The berserkers themselves, although a monolitic race of impersonal machines, developed their own odd quirks in reaction to losses when facing determined humans. They’d make mistakes, underestimating human behavior. They began to fear certain individuals, which led to interesting consequences. These touches turned the berserker stories from being good science fiction to great science fiction.
That situation seems entirely analogous to the White Walkers now coming south into the Seven Kingdoms. They are a unified force, with a clear agenda. Their opposition, everyone living south of the Wall, can hardly make that claim.

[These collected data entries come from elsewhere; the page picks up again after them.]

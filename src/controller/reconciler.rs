//! Reconciliation loop for RedisFailover.
//!
//! [`Reconciler::run_pass`] runs one strictly staged pass against an
//! instance:
//!
//! 1. Ensure every managed object.
//! 2. Check the live topology.
//! 3. Resolve master ambiguity.
//! 4. Restore and re-monitor misconfigured or stale sentinels.
//! 5. Push config to drifted nodes.
//! 6. Persist the recomputed status.
//!
//! The first failing stage aborts the pass; nothing is retried inside a pass,
//! convergence comes from the next one. [`reconcile`] and [`error_policy`]
//! wire a pass into the kube-runtime controller.

use std::collections::BTreeSet;
use std::sync::Arc;
use std::sync::atomic::Ordering;
use std::time::Instant;

use futures::future::join_all;
use kube::{Api, ResourceExt, runtime::controller::Action};
use tracing::{debug, error, info, warn};

use crate::client::{Endpoint, NodeClient, NodeError};
use crate::controller::checker::{Checker, Discrepancy, NodeKind, Stage};
use crate::controller::common::{add_finalizer, has_finalizer, remove_finalizer};
use crate::controller::config::OperatorConfig;
use crate::controller::context::Context;
use crate::controller::error::{Error, Result};
use crate::controller::healer::{HealAction, Healer};
use crate::controller::status::StatusBuilder;
use crate::controller::topology::{NodeState, Topology};
use crate::controller::validation::validate_spec;
use crate::crd::{RedisFailover, RedisFailoverStatus};
use crate::resources::{EnsureRequest, Ensurer, ObjectKey, ObjectStore};

/// What one successful pass observed and did.
#[derive(Debug, Default)]
pub struct PassOutcome {
    /// Discrepancies found by the check.
    pub discrepancies: Vec<Discrepancy>,
    /// Corrective commands issued.
    pub actions: Vec<HealAction>,
    /// Status written, or `None` when the resource disappeared mid-pass.
    pub status: Option<RedisFailoverStatus>,
}

/// Runs passes through the object store, node client and ensurer seams.
#[derive(Clone)]
pub struct Reconciler {
    store: Arc<dyn ObjectStore>,
    nodes: Arc<dyn NodeClient>,
    ensurer: Arc<dyn Ensurer>,
    config: Arc<OperatorConfig>,
}

impl Reconciler {
    pub fn new(
        store: Arc<dyn ObjectStore>,
        nodes: Arc<dyn NodeClient>,
        ensurer: Arc<dyn Ensurer>,
        config: Arc<OperatorConfig>,
    ) -> Self {
        Self {
            store,
            nodes,
            ensurer,
            config,
        }
    }

    /// Operator configuration used by every pass.
    pub fn config(&self) -> &OperatorConfig {
        &self.config
    }

    /// Resolve the declared credential, reading the Secret when referenced.
    pub async fn resolve_password(&self, failover: &RedisFailover) -> Result<Option<String>> {
        if let Some(password) = failover.spec.inline_password() {
            return Ok(Some(password.to_string()));
        }
        let Some(auth) = &failover.spec.redis.auth else {
            return Ok(None);
        };

        let key = ObjectKey::of(failover);
        let password = self
            .store
            .read_secret_key(&key.namespace, &auth.secret_ref.name, &auth.secret_ref.key)
            .await?;
        Ok(Some(password).filter(|p| !p.is_empty()))
    }

    /// Run one pass against `failover`.
    pub async fn run_pass(&self, failover: &RedisFailover) -> Result<PassOutcome> {
        let key = ObjectKey::of(failover);
        validate_spec(failover)?;
        let password = self.resolve_password(failover).await?;
        let password = password.as_deref();

        // Stage 1: ensure
        let request = EnsureRequest {
            failover,
            password,
            default_labels: &self.config.default_labels,
            default_annotations: &self.config.default_annotations,
            master_name: &self.config.master_name,
        };
        self.ensurer.ensure_all(&request).await?;

        // Stage 2: check
        let checker = Checker::new(
            self.nodes.as_ref(),
            self.store.as_ref(),
            self.config.node_timeout,
            self.config.redis_port,
        );
        let (topology, discrepancies) = checker.check(failover, password).await?;
        for discrepancy in &discrepancies {
            info!(name = %key, kind = discrepancy.kind(), "{}", discrepancy);
        }
        if let Some(err) = discrepancies.iter().find_map(rejection) {
            return Err(err);
        }

        let mut healer = Healer::new(self.nodes.as_ref(), password, self.config.redis_port);
        match topology.expected_master(self.config.redis_port) {
            Some(master) => {
                // Stages 3 to 5
                self.resolve_masters(&mut healer, &topology, &discrepancies, &master)
                    .await?;
                self.resolve_sentinels(&mut healer, &discrepancies, &master, topology.quorum())
                    .await?;
                self.resolve_config(&mut healer, failover, &discrepancies)
                    .await?;
            }
            None => debug!(name = %key, "No redis pods running, nothing to heal"),
        }
        let actions = healer.into_actions();

        // Stage 6: status
        let status = self.observed_status(&checker, &topology, password).await;
        if !self.store.exists(&key).await? {
            info!(name = %key, "Resource gone during pass, skipping status write");
            return Ok(PassOutcome {
                discrepancies,
                actions,
                status: None,
            });
        }
        self.store.write_status(&key, &status).await?;

        Ok(PassOutcome {
            discrepancies,
            actions,
            status: Some(status),
        })
    }

    async fn resolve_masters(
        &self,
        healer: &mut Healer<'_>,
        topology: &Topology,
        discrepancies: &[Discrepancy],
        master: &Endpoint,
    ) -> Result<()> {
        let mut repointed = false;
        for discrepancy in discrepancies.iter().filter(|d| d.stage() == Stage::Master) {
            match discrepancy {
                Discrepancy::NoMaster => {
                    healer.set_oldest_as_master(topology).await?;
                    repointed = true;
                }
                Discrepancy::MultipleMasters { masters } => {
                    warn!(
                        masters = ?masters,
                        survivor = %master.ip(),
                        "Multiple masters found, keeping the oldest"
                    );
                    healer.set_master_on_all(master.ip(), topology).await?;
                    repointed = true;
                }
                Discrepancy::ReplicaMisrouted { ip } => {
                    if !repointed {
                        debug!(ip = %ip, master = %master, "Replica follows the wrong master");
                        healer.set_master_on_all(master.ip(), topology).await?;
                        repointed = true;
                    }
                }
                Discrepancy::SentinelMisconfigured { .. }
                | Discrepancy::SentinelNeedsReset { .. }
                | Discrepancy::ConfigDrift { .. }
                | Discrepancy::NodeUnreachable { .. }
                | Discrepancy::CommandRejected { .. } => {}
            }
        }
        Ok(())
    }

    async fn resolve_sentinels(
        &self,
        healer: &mut Healer<'_>,
        discrepancies: &[Discrepancy],
        master: &Endpoint,
        quorum: u32,
    ) -> Result<()> {
        let targets: BTreeSet<&str> = discrepancies
            .iter()
            .filter_map(|d| match d {
                Discrepancy::SentinelMisconfigured { ip } | Discrepancy::SentinelNeedsReset { ip } => {
                    Some(ip.as_str())
                }
                _ => None,
            })
            .collect();

        for ip in targets {
            healer.restore_sentinel(ip).await?;
            healer.new_sentinel_monitor(ip, master, quorum).await?;
        }
        Ok(())
    }

    async fn resolve_config(
        &self,
        healer: &mut Healer<'_>,
        failover: &RedisFailover,
        discrepancies: &[Discrepancy],
    ) -> Result<()> {
        let redis_lines = &failover.spec.redis.custom_config;
        let sentinel_lines = &failover.spec.sentinel.custom_config;

        let mut redis_targets = BTreeSet::new();
        let mut sentinel_targets = BTreeSet::new();
        for discrepancy in discrepancies {
            if let Discrepancy::ConfigDrift { kind, ip } = discrepancy {
                match kind {
                    NodeKind::Redis => redis_targets.insert(ip.clone()),
                    NodeKind::Sentinel => sentinel_targets.insert(ip.clone()),
                };
            }
        }

        // A fresh monitor starts from default settings.
        if !sentinel_lines.is_empty() {
            sentinel_targets.extend(healer.actions().iter().filter_map(|a| match a {
                HealAction::MonitoredMaster { ip, .. } => Some(ip.clone()),
                _ => None,
            }));
        }

        for ip in &redis_targets {
            healer.set_redis_custom_config(ip, redis_lines).await?;
        }
        for ip in &sentinel_targets {
            healer.set_sentinel_custom_config(ip, sentinel_lines).await?;
        }
        Ok(())
    }

    /// Recompute node views from the nodes that answered this pass.
    ///
    /// Redis roles are queried again so the status reflects the healing just
    /// done; a node that fails the query is left out.
    async fn observed_status(
        &self,
        checker: &Checker<'_>,
        topology: &Topology,
        password: Option<&str>,
    ) -> RedisFailoverStatus {
        let roles = join_all(topology.reachable_redis().map(|node| async move {
            let state = checker
                .bounded(node.ip(), self.nodes.get_role(node.ip(), password))
                .await;
            (node, state)
        }))
        .await;

        let mut builder = StatusBuilder::new();
        for (node, state) in roles {
            match state {
                NodeState::Live(role) => {
                    builder.redis(&node.pod, role.is_master());
                }
                NodeState::Unreachable(reason) | NodeState::Rejected(reason) => {
                    warn!(ip = %node.ip(), reason = %reason, "Leaving redis node out of status");
                }
            }
        }
        for sentinel in topology.reachable_sentinels() {
            builder.sentinel(&sentinel.pod);
        }
        builder.build()
    }

    /// Delete every owned object of a deleted instance.
    pub async fn cleanup(&self, failover: &RedisFailover) -> Result<usize> {
        self.ensurer.delete_owned(failover).await
    }
}

/// Turn a rejected check query into the pass error.
fn rejection(discrepancy: &Discrepancy) -> Option<Error> {
    match discrepancy {
        Discrepancy::CommandRejected { kind, ip, reason } => {
            Some(Error::ProtocolRejected(NodeError::Rejected {
                ip: ip.clone(),
                command: format!("{} check", kind),
                reason: reason.clone(),
            }))
        }
        _ => None,
    }
}

/// Reconcile a RedisFailover
///
/// This is the main reconciliation function called by the controller.
/// Runs one pass, or the owned-object cleanup when the resource is deleted.
pub async fn reconcile(obj: Arc<RedisFailover>, ctx: Arc<Context>) -> Result<Action> {
    let start_time = Instant::now();
    let name = obj.name_any();
    let namespace = obj.namespace().unwrap_or_else(|| "default".to_string());

    debug!(name = %name, namespace = %namespace, "Reconciling RedisFailover");

    let api: Api<RedisFailover> = Api::namespaced(ctx.client.clone(), &namespace);

    // Handle deletion
    if obj.metadata.deletion_timestamp.is_some() {
        return handle_deletion(&obj, &ctx, &api).await;
    }

    // Ensure finalizer is present
    if !has_finalizer(&obj) {
        info!(name = %name, "Adding finalizer");
        add_finalizer(&api, &name).await?;
    }

    let outcome = match ctx.reconciler.run_pass(&obj).await {
        Ok(outcome) => outcome,
        Err(e) => {
            error!(name = %name, namespace = %namespace, error = %e, "Pass aborted");
            if let Some(ref health_state) = ctx.health_state {
                health_state
                    .metrics
                    .set_cluster_ok(&namespace, &name, false);
            }
            ctx.publish_warning_event(&obj, e.reason(), "Reconciling", Some(e.to_string()))
                .await;
            return Err(e);
        }
    };

    for action in &outcome.actions {
        ctx.publish_normal_event(&obj, action.reason(), "Healing", Some(action.to_string()))
            .await;
    }

    if let Some(ref health_state) = ctx.health_state {
        for action in &outcome.actions {
            health_state.metrics.record_heal(action.kind());
        }
        health_state.metrics.set_cluster_ok(&namespace, &name, true);
        health_state.metrics.record_reconcile(
            &namespace,
            &name,
            start_time.elapsed().as_secs_f64(),
        );
        let now = u64::try_from(jiff::Timestamp::now().as_second()).unwrap_or_default();
        health_state.last_reconcile.store(now, Ordering::Relaxed);
    }

    if outcome.actions.is_empty() {
        debug!(name = %name, "Instance converged");
    } else {
        info!(
            name = %name,
            discrepancies = outcome.discrepancies.len(),
            actions = outcome.actions.len(),
            "Healed instance"
        );
    }

    Ok(Action::requeue(ctx.config.resync_interval))
}

/// Error policy for the controller
pub fn error_policy(obj: Arc<RedisFailover>, error: &Error, ctx: Arc<Context>) -> Action {
    let name = obj.name_any();
    let namespace = obj.namespace().unwrap_or_else(|| "default".to_string());

    // Record error metric
    if let Some(ref health_state) = ctx.health_state {
        health_state.metrics.record_error(&namespace, &name);
    }

    if error.is_not_found() {
        debug!(name = %name, "Resource not found (likely deleted)");
        return Action::await_change();
    }

    if error.is_retryable() {
        warn!(name = %name, error = %error, "Retryable error, will retry");
    } else {
        error!(name = %name, error = %error, "Non-retryable error");
    }
    Action::requeue(error.requeue_after())
}

/// Handle deletion of a RedisFailover
async fn handle_deletion(
    obj: &RedisFailover,
    ctx: &Context,
    api: &Api<RedisFailover>,
) -> Result<Action> {
    let name = obj.name_any();
    let namespace = obj.namespace().unwrap_or_else(|| "default".to_string());
    info!(name = %name, "Handling deletion");

    if has_finalizer(obj) {
        let deleted = ctx.reconciler.cleanup(obj).await?;
        info!(name = %name, deleted, "Owned objects removed");
        remove_finalizer(api, &name).await?;
    }

    if let Some(ref health_state) = ctx.health_state {
        health_state.metrics.remove_cluster_ok(&namespace, &name);
    }

    Ok(Action::await_change())
}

The people in power in the south have all kinds of issues, politically and personally. There are at least three factions, the Stark-held North, the Targaryens, and the Lannisters. We’re seeing a nascent Stark-Targaryen alliance in play, but anti-Targaryen sentiment in the Starks’s coalitions are bound to flare up when Jon Snow’s true parentage becomes known. Cersei Lannister is planning her double cross on, well, the rest of humanity, but she’s just lost her right hand man (with no right hand) and her reliance on Euron Greyjoy might be short sighted.
(Did Cersei actually give Euron a ton of gold and sent him off to buy an army? Had she considered that the army he buys might not consider her the employer in this contractual arrangement?)
So there’s plenty of dramatic tension to explore among the living. It’s kind of unfair to insist on the dead to be having issues as well.
Season Eight will definitely not be everyone suddenly setting aside their differences and teaming up against a common enemy in a battle of the unified living versus the unified dead. For one, that would be kind of too simple for Game of Thrones.
And secondly, it would break the rule of people refusing to follow Ned Stark’s sage advice, when going against it leads to eventual disaster.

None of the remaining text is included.